→ WHAT YOU SHOULD DO
I need the number of lines in the data that contain the word "many", and nothing beyond it.

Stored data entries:
***
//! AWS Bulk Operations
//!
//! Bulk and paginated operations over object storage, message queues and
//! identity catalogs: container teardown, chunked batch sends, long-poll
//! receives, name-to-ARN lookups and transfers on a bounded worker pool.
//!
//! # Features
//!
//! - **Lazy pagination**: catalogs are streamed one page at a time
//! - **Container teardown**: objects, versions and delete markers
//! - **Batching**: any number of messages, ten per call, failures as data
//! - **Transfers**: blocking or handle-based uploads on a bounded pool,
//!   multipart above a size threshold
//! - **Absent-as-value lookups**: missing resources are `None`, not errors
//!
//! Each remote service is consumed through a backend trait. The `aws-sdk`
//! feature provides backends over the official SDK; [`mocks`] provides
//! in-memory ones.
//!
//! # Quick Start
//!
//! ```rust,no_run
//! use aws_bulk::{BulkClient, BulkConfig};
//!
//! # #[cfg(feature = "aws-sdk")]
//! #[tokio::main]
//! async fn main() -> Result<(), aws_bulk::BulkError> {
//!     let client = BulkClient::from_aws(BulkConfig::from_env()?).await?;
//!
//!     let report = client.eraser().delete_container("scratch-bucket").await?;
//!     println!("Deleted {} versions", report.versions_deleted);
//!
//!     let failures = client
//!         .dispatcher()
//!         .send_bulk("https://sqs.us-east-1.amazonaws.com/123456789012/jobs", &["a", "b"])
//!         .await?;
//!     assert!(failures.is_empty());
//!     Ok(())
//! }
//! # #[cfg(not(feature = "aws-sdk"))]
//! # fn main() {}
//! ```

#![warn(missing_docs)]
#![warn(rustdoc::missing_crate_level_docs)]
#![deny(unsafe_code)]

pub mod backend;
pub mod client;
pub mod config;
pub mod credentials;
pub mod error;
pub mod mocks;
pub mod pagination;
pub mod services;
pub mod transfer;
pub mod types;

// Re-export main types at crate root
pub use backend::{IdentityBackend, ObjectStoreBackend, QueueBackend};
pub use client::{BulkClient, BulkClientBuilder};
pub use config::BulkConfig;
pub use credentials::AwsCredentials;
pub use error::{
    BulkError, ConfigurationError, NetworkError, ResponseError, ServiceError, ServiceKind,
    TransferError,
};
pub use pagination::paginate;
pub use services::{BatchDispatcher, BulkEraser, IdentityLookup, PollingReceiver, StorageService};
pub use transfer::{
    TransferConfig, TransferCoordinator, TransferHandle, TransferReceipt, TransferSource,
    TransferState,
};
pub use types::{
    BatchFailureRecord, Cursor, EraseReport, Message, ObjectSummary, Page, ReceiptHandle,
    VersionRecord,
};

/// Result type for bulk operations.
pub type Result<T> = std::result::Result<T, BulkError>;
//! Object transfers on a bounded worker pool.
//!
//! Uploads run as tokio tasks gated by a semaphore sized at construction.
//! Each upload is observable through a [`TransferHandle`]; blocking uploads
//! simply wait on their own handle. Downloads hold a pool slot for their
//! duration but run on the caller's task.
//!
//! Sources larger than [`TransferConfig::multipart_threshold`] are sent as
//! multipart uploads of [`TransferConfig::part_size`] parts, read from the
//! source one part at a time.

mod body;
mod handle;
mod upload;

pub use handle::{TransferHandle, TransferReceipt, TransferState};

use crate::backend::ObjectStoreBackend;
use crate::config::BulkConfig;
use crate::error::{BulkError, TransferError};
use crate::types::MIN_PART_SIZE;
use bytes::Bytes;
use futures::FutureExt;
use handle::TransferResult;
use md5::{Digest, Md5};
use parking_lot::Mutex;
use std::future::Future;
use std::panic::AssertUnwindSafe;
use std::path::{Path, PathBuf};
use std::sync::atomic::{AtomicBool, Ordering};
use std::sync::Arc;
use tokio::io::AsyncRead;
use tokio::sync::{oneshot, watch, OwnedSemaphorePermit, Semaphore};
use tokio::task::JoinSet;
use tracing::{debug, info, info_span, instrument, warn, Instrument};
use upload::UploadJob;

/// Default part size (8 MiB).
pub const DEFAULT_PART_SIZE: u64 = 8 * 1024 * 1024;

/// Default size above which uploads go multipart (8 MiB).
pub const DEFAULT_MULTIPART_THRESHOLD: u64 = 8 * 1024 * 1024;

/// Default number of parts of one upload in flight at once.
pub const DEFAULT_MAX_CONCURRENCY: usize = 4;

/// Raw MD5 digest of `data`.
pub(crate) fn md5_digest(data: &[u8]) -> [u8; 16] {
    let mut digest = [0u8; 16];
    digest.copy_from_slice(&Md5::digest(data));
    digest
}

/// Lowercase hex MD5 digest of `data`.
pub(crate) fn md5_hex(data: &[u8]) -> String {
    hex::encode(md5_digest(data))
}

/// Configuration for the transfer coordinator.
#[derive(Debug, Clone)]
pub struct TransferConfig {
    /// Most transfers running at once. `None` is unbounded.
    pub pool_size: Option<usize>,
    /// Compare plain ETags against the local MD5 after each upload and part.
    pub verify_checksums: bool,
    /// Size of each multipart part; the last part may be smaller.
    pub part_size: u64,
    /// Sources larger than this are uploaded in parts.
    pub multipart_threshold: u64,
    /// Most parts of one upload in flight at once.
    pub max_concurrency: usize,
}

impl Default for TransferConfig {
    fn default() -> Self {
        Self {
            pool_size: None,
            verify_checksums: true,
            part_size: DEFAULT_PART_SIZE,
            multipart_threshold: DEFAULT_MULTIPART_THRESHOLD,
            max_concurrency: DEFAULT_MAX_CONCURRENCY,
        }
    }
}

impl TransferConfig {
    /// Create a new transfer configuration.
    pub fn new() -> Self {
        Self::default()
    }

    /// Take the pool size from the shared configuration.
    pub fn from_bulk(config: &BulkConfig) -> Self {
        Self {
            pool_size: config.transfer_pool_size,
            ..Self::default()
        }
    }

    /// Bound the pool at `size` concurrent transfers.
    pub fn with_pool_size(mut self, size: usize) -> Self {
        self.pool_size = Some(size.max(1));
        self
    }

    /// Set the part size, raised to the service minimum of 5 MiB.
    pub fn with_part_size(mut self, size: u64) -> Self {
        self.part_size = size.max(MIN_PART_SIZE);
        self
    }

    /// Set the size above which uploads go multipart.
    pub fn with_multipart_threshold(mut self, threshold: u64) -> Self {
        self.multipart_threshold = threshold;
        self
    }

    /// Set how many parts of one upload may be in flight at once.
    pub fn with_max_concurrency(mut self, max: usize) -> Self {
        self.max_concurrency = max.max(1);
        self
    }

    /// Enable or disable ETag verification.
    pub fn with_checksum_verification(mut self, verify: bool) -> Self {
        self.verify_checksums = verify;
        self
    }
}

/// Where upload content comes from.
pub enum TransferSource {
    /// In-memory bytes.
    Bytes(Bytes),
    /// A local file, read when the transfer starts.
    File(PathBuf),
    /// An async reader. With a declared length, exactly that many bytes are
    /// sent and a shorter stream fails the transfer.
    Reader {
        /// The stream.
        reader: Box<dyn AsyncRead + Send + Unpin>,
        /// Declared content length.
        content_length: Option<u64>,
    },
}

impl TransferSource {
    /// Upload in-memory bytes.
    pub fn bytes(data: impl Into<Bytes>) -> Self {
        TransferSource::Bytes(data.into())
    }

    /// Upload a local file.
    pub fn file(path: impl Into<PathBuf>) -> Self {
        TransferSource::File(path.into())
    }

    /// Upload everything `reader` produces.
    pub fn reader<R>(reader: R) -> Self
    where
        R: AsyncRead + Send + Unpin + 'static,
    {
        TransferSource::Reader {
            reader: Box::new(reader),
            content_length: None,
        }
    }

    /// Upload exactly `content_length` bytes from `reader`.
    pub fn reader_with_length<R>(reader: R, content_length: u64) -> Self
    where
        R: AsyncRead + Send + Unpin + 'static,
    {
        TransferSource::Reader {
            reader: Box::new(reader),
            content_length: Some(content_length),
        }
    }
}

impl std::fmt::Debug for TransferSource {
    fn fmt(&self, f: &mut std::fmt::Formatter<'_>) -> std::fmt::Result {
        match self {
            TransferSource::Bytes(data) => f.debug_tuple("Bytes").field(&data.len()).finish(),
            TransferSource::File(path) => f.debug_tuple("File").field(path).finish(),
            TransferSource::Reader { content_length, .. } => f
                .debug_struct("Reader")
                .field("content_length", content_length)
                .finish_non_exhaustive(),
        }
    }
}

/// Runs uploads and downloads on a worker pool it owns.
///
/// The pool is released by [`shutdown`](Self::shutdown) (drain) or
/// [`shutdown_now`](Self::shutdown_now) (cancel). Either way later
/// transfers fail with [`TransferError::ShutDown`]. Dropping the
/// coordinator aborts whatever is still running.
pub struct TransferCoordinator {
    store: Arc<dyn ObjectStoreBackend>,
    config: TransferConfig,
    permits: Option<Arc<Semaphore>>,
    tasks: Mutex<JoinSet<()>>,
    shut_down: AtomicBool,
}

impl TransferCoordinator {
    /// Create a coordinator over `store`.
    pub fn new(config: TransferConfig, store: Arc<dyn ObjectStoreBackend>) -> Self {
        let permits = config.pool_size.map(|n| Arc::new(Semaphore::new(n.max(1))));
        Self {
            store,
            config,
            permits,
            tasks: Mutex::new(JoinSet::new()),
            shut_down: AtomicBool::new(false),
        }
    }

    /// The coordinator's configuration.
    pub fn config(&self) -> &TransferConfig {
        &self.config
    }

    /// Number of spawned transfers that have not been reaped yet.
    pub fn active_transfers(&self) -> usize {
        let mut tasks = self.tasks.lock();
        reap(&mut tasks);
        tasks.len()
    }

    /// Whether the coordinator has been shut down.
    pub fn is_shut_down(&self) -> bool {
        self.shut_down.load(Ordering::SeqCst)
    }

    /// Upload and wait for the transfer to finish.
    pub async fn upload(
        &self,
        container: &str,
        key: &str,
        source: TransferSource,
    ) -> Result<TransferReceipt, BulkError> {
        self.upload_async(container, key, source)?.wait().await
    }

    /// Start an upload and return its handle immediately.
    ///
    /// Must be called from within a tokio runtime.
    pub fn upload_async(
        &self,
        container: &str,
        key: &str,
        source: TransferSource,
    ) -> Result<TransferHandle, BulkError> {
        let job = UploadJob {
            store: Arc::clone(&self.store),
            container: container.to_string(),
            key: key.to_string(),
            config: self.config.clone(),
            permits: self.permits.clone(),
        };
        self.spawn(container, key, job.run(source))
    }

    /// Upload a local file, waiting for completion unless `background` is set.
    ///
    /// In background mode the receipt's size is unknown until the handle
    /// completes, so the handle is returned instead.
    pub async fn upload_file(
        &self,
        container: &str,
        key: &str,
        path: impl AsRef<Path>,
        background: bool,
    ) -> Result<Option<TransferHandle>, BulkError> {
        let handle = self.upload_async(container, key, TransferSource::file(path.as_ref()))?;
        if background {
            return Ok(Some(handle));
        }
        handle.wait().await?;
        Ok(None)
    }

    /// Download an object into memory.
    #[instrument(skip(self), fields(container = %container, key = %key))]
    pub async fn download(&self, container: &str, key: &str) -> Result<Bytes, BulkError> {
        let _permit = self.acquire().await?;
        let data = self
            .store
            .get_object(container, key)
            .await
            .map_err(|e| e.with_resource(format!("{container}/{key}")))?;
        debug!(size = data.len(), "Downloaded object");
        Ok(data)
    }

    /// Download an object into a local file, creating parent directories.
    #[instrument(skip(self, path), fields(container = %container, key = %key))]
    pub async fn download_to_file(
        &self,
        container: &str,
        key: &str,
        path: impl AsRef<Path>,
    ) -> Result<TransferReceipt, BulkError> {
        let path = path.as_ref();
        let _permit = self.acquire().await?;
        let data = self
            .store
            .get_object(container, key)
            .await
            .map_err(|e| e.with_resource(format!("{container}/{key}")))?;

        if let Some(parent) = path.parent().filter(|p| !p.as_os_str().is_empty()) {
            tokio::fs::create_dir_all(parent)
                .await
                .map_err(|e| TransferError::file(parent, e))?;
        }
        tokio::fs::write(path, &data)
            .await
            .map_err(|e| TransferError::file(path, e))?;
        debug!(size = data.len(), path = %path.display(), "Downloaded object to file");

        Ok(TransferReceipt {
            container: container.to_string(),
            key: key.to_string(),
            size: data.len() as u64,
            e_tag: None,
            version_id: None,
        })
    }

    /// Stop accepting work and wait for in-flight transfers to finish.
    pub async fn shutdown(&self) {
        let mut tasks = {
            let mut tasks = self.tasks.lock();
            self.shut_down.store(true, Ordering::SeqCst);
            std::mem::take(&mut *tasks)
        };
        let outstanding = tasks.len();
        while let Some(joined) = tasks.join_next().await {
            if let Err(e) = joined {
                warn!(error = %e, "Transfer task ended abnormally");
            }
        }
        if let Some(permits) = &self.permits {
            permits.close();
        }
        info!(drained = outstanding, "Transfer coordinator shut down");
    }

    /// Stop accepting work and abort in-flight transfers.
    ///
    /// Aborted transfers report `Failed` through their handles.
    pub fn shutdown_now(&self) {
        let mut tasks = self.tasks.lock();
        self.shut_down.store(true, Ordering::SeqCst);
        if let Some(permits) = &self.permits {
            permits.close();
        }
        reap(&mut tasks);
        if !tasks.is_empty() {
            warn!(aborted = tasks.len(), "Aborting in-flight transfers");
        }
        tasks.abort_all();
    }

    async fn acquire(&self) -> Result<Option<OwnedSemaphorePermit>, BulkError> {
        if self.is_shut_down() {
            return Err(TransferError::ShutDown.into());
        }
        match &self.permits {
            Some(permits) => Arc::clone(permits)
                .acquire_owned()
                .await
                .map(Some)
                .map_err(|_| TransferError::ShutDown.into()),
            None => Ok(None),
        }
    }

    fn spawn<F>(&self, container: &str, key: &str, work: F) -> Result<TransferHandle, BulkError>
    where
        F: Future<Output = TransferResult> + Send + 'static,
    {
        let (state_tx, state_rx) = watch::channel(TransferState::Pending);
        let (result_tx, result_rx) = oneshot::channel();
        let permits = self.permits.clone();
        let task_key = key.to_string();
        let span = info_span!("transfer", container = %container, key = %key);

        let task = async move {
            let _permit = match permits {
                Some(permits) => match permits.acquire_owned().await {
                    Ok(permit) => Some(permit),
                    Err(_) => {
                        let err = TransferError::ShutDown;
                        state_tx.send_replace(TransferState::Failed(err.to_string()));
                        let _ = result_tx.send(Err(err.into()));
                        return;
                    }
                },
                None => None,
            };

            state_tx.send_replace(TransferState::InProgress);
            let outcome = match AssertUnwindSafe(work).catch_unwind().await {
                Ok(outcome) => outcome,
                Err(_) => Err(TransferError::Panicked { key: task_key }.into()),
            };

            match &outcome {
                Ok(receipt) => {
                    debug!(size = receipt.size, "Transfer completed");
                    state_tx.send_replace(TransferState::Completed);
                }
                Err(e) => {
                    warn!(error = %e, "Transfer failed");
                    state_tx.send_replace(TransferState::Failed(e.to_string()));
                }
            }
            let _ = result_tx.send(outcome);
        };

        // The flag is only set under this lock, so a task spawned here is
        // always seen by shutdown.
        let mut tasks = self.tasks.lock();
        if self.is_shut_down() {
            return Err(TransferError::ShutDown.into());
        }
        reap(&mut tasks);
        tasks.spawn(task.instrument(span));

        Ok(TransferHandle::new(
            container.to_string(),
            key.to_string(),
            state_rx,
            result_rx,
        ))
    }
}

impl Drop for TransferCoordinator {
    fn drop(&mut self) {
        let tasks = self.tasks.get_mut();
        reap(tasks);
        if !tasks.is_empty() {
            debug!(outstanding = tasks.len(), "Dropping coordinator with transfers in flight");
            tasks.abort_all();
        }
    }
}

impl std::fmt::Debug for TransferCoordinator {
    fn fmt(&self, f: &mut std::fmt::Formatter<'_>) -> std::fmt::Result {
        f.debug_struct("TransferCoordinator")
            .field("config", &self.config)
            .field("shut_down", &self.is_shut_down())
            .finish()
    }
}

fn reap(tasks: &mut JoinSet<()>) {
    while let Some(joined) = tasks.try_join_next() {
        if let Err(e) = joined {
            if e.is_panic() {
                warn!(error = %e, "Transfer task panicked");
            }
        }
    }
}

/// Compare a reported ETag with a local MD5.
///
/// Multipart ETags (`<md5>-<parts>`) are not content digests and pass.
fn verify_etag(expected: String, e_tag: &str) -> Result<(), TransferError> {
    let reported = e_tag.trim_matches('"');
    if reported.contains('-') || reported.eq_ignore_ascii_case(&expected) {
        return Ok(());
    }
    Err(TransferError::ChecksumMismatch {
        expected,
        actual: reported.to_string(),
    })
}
***
→ TASK ANSWER
2